▶ _WHAT IS REQUIRED_
Collect all lines containing the word "MessagePack" from the data.

▶ _RECORDED DATA_
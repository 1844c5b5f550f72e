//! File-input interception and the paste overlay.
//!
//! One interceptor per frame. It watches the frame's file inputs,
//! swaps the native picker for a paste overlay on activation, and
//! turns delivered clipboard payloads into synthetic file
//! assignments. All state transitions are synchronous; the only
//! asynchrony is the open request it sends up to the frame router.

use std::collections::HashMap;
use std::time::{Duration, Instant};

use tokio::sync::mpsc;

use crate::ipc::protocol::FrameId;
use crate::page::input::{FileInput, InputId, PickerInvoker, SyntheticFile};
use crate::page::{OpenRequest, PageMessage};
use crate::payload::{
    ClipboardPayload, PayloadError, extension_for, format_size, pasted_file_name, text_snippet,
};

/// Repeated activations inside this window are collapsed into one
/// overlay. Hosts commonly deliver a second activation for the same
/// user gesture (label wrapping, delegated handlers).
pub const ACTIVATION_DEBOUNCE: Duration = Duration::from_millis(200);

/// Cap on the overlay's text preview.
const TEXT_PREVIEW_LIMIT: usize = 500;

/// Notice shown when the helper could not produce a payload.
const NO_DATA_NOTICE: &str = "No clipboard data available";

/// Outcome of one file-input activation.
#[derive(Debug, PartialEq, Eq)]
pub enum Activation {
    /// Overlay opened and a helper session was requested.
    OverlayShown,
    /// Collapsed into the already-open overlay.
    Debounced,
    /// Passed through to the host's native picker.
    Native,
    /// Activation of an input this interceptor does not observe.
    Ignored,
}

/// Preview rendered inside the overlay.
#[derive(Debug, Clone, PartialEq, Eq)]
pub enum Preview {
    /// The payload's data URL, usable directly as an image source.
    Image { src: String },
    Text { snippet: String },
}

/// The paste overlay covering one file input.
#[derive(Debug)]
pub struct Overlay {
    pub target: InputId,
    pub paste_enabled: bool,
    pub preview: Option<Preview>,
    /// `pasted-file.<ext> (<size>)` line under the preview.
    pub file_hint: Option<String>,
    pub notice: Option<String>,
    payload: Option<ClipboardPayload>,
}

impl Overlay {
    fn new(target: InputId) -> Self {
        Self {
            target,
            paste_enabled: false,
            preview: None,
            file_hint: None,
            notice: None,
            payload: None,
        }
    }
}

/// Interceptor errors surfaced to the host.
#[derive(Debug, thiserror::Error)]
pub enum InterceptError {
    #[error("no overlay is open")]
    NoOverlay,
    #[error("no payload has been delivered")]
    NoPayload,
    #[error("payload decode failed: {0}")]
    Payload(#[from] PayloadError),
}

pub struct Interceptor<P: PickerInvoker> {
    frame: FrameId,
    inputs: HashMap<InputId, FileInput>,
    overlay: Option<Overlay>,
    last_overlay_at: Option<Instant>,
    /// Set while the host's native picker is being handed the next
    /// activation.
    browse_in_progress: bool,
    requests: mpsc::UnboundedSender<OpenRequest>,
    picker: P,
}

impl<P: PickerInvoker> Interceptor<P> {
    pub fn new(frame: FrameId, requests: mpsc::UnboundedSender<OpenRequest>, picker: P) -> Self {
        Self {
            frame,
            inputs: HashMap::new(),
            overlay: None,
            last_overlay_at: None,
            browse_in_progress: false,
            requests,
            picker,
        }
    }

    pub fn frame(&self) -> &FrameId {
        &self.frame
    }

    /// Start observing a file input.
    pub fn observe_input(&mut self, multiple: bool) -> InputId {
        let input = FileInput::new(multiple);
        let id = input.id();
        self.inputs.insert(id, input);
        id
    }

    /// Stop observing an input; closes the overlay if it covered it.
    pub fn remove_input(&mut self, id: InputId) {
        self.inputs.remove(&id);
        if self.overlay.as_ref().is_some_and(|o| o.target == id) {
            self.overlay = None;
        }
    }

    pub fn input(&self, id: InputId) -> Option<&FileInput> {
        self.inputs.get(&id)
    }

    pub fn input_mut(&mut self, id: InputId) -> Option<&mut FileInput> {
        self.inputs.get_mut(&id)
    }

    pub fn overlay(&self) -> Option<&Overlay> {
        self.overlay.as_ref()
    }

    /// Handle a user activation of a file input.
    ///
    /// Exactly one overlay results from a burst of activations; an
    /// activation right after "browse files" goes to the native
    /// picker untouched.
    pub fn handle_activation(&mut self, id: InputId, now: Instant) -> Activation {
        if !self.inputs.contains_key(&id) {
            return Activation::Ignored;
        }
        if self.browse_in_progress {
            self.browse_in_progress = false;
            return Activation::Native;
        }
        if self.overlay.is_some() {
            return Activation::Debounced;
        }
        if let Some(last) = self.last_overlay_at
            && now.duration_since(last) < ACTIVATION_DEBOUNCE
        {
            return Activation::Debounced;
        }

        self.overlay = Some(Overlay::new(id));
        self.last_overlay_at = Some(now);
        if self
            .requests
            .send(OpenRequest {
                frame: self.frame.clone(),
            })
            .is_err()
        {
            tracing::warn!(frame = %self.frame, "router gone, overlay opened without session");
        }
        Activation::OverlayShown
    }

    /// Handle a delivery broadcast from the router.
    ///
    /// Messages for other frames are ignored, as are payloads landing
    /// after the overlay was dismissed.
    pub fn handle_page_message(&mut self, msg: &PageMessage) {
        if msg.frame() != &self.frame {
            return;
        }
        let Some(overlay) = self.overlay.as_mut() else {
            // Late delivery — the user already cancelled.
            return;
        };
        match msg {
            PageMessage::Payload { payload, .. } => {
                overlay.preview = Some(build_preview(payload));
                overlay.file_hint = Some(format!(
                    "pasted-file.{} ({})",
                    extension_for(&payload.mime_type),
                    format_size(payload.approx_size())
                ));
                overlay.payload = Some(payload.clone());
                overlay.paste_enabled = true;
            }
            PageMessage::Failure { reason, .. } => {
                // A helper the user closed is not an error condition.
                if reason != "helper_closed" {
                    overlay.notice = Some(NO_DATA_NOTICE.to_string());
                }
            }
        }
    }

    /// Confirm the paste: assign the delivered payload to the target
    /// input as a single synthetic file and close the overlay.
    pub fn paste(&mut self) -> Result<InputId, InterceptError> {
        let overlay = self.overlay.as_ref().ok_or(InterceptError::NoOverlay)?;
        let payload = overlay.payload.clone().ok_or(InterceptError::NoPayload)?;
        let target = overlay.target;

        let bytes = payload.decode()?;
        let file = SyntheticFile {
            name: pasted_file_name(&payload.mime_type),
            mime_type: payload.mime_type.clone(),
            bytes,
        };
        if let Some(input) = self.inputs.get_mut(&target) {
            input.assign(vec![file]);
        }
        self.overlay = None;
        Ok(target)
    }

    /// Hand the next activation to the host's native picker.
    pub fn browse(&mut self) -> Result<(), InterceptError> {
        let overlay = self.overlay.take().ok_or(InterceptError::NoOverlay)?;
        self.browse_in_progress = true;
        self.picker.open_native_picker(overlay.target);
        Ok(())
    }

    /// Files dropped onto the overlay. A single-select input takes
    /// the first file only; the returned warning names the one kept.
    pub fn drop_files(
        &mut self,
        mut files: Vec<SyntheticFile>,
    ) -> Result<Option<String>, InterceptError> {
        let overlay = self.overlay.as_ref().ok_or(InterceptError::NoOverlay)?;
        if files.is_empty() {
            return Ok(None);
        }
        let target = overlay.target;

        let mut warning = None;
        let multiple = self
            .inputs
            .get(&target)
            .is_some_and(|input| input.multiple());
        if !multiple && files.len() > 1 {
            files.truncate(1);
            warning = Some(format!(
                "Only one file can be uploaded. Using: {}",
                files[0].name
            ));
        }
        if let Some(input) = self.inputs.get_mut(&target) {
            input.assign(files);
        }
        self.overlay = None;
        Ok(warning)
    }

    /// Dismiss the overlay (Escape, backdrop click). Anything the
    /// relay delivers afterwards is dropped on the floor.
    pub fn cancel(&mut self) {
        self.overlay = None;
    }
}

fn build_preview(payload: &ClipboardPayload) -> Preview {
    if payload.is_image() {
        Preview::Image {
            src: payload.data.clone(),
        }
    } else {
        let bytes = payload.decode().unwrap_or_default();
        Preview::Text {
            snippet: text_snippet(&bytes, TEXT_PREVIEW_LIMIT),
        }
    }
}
==
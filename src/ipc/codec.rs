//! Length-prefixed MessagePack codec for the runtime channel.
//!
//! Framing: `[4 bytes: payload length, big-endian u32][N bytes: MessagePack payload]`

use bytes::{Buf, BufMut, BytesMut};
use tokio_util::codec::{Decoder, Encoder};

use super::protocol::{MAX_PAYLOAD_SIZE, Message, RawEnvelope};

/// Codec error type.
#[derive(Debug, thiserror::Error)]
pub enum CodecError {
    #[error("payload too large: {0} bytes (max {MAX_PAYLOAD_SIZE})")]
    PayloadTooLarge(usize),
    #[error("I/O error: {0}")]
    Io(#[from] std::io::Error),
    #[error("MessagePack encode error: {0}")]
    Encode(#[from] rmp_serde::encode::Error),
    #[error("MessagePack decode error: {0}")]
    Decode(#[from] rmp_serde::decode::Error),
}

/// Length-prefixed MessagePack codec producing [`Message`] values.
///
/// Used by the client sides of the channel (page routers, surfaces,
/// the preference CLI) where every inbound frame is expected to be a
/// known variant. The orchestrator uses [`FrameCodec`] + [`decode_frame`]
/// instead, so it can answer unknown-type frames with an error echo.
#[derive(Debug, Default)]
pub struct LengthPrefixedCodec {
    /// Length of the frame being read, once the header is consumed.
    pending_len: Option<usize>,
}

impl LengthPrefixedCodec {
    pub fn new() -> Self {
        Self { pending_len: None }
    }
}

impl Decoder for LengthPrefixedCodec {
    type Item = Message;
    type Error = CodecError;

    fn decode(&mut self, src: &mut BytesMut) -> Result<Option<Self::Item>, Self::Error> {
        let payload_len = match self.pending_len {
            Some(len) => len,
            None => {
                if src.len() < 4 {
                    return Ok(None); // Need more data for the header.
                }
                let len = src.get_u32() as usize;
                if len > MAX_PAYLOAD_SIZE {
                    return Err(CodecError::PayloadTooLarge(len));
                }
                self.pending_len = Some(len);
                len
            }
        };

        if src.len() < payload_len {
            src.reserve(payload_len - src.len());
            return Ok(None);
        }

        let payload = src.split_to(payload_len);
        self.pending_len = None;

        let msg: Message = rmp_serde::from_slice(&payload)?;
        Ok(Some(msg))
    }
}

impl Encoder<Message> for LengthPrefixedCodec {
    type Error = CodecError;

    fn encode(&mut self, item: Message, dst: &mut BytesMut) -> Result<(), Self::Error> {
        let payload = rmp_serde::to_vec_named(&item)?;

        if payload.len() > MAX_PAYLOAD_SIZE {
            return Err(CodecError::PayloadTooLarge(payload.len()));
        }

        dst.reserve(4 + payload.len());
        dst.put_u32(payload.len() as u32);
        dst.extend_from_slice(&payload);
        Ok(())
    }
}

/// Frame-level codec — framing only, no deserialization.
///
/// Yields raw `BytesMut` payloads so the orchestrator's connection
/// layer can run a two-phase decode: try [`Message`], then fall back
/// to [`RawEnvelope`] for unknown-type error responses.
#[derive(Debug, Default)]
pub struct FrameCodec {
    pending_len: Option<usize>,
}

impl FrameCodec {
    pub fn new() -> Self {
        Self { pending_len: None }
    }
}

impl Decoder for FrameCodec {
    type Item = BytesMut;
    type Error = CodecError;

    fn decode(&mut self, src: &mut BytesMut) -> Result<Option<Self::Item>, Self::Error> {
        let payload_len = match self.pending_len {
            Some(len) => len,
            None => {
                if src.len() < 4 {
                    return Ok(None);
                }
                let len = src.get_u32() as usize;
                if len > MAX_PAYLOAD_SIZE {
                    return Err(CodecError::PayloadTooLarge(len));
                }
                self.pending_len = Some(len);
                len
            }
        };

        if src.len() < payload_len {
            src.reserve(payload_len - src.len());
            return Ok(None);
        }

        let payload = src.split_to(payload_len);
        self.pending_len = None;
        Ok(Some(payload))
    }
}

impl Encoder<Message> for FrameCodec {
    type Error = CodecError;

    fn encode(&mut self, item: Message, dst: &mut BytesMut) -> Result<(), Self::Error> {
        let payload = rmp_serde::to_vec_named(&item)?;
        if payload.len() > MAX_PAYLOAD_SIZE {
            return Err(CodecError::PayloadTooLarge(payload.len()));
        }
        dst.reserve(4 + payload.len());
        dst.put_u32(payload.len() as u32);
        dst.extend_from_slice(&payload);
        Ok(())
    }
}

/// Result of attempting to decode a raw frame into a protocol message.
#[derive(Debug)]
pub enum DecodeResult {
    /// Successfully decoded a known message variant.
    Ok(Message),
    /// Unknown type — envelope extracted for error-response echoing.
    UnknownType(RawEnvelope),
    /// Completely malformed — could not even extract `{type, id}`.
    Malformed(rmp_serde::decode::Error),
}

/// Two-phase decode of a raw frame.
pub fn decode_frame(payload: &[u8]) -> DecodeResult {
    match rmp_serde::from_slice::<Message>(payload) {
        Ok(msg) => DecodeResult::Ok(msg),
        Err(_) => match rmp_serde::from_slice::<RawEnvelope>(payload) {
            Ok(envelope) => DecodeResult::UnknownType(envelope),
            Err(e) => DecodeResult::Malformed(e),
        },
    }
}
...
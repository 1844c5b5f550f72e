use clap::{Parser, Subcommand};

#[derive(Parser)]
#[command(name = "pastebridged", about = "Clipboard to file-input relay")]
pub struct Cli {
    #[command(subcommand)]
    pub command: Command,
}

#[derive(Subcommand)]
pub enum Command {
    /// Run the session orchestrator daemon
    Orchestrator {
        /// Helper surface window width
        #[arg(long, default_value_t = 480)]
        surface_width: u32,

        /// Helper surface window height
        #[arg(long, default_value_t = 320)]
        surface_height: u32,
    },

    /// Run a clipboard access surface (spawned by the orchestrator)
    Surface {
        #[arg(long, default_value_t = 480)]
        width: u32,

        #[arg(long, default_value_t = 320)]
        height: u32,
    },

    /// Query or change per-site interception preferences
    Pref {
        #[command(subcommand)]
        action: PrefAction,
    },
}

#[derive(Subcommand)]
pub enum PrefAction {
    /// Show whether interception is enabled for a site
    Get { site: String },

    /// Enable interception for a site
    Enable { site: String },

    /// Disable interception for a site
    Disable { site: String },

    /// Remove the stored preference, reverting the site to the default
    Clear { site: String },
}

▶ _TASK SOLUTION_
//! Length-prefixed MessagePack codec for the runtime channel.
//! Framing: `[4 bytes: payload length, big-endian u32][N bytes: MessagePack payload]`
    #[error("MessagePack encode error: {0}")]
    #[error("MessagePack decode error: {0}")]
/// Length-prefixed MessagePack codec producing [`Message`] values.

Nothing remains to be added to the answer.